Может, голос Будзишовой был слишком громким и слишком грубым, может, присутствие незнакомых людей перепугало Басю — этого никто не знает. Бася быстро подбежала к Ольшовскому и спряталась в его объятиях.
— Вот это — ответ Баси! — воскликнул Ольшовски.
— Ты не узнаёшь меня, деточка? — наисладчайшим голосом спросила Будзишова.— Это я, тетя!
Бася взглянула краешком глаза, не смогла отыскать в памяти образ этой странной пани, обняла ручкой своего заступника за шею и прижалась личиком к его лицу.
— Одурманил невинное дитя,— сказала докторша в отчаянии. — Нет другого выхода, надо идти в полицию.
Бабка не отвечала, с таинственной задумчивостью глядя на этого милого пана и на это хорошенькое дитя, доверчиво к нему прижимающееся.
— Чем вы ее кормите? — спросила она, ко всеобщему удивлению.
Ольшовски доброжелательно посмотрел на пани Таньску и начал быстро перечислять названия блюд.
— Слишком много сладкого, а вообще — хорошо,— заявила бабка.

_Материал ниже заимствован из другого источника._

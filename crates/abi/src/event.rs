use quill_primitives::{Hash, keccak256};

use crate::{
    AbiValue, DecodeError, ParseError, TypeSchema, decode,
    function::{parse_params, split_signature},
};

/// An event parameter.
#[derive(Clone, Debug, PartialEq, Eq)]
pub struct EventParam {
    /// Parameter type
    pub schema: TypeSchema,
    /// Whether the parameter is stored in a topic rather than in the data.
    pub indexed: bool,
}

/// A contract event.
#[derive(Clone, Debug, PartialEq, Eq)]
pub struct Event {
    /// Event name
    pub name: String,
    /// Parameters in declaration order
    pub inputs: Vec<EventParam>,
    /// Anonymous events do not emit their signature hash as the first topic.
    pub anonymous: bool,
}

impl Event {
    /// Parses a signature such as
    /// `Transfer(address indexed from, address indexed to, uint256 value)`.
    pub fn parse(signature: &str) -> Result<Self, ParseError> {
        let trimmed = signature.trim();
        let trimmed = trimmed.strip_prefix("event ").unwrap_or(trimmed).trim_start();
        let (name, params, rest) = split_signature(trimmed)
            .ok_or_else(|| ParseError::InvalidSignature(signature.to_string()))?;

        let inputs = parse_params(params)?
            .into_iter()
            .map(|(schema, modifiers)| EventParam {
                schema,
                indexed: modifiers.split_whitespace().next() == Some("indexed"),
            })
            .collect();

        Ok(Self {
            name: name.to_string(),
            inputs,
            anonymous: rest == "anonymous",
        })
    }

    /// Returns the canonical signature, e.g.
    /// `Transfer(address,address,uint256)`.
    pub fn signature(&self) -> String {
        let schemas = self.inputs.iter().map(|param| param.schema.clone()).collect();
        format!("{}{}", self.name, TypeSchema::Tuple(schemas))
    }

    /// Returns the Keccak-256 hash of the signature, emitted as the first
    /// topic of non-anonymous events.
    pub fn topic0(&self) -> Hash {
        keccak256(self.signature().as_bytes())
    }

    /// Decodes a log into the event's values, in declaration order.
    ///
    /// Indexed value types are decoded from their topic. Indexed strings,
    /// byte arrays, arrays, and tuples are only present as their hash, which
    /// is returned as a `bytes32`.
    pub fn decode_log(&self, topics: &[Hash], data: &[u8]) -> Result<Vec<AbiValue>, DecodeError> {
        let indexed_count = self.inputs.iter().filter(|param| param.indexed).count();
        let expected = indexed_count + usize::from(!self.anonymous);
        if topics.len() != expected {
            return Err(DecodeError::TopicCount {
                expected,
                actual: topics.len(),
            });
        }

        let mut topics = topics.iter();
        if !self.anonymous && topics.next() != Some(&self.topic0()) {
            return Err(DecodeError::TopicMismatch);
        }

        let data_schemas: Vec<TypeSchema> = self
            .inputs
            .iter()
            .filter(|param| !param.indexed)
            .map(|param| param.schema.clone())
            .collect();
        let mut data_values = decode(data, &data_schemas)?.into_iter();

        self.inputs
            .iter()
            .map(|param| {
                if param.indexed {
                    let topic = topics.next().ok_or(DecodeError::TopicCount {
                        expected,
                        actual: expected - 1,
                    })?;
                    decode_topic(topic, &param.schema)
                } else {
                    data_values.next().ok_or(DecodeError::InvalidValue(param.schema.canonical()))
                }
            })
            .collect()
    }
}

fn decode_topic(topic: &Hash, schema: &TypeSchema) -> Result<AbiValue, DecodeError> {
    match schema {
        TypeSchema::UInt(_)
        | TypeSchema::Int(_)
        | TypeSchema::Bool
        | TypeSchema::Address
        | TypeSchema::FixedBytes(_) => decode(topic.as_bytes(), std::slice::from_ref(schema))?
            .pop()
            .ok_or_else(|| DecodeError::InvalidValue(schema.canonical())),
        TypeSchema::Bytes
        | TypeSchema::String
        | TypeSchema::Array(_)
        | TypeSchema::FixedArray(..)
        | TypeSchema::Tuple(_) => Ok(AbiValue::bytes32(topic.into_array())),
    }
}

— Я купил пособие по детскому питанию! — сказал Ольшовски. — Впрочем, Вален- това...
— Это та с метлой? Понимаю... Но вообще-то воспитание ребенка будет идти извилистой дорогой. В один прекрасный день эта пани с метлой накормит ребенка бараниной с капустой, и нужно будет вызывать врача. Подумайте о том, что будет дальше.
— Я уже говорил... Моя тетка...
— Она девица?
— Да.
— А откуда девица может знать что-то о воспитании детей?
— Если я хорошо понял, ваша внучка тоже девушка.
— Да, но я ее бабка! Я своей мелюзги вырастила семерых! — вскричала пани Таньска.— Выращу и этого жука.
Ольшовски понял, что в милостивом интересе почтенной матроны кроется немало хитрости. Она хотела оплести его паутиной и схватить Басю, как муху.
— Может быть,— сказал он хмуро,— Но я ребенка не отдам.
— Идемте в полицию! — закричала докторша.— Это сумасшедший! Бася, ты пойдешь с тетей?
— Не пойду! — заявила Бася из-за головы Ольшовского.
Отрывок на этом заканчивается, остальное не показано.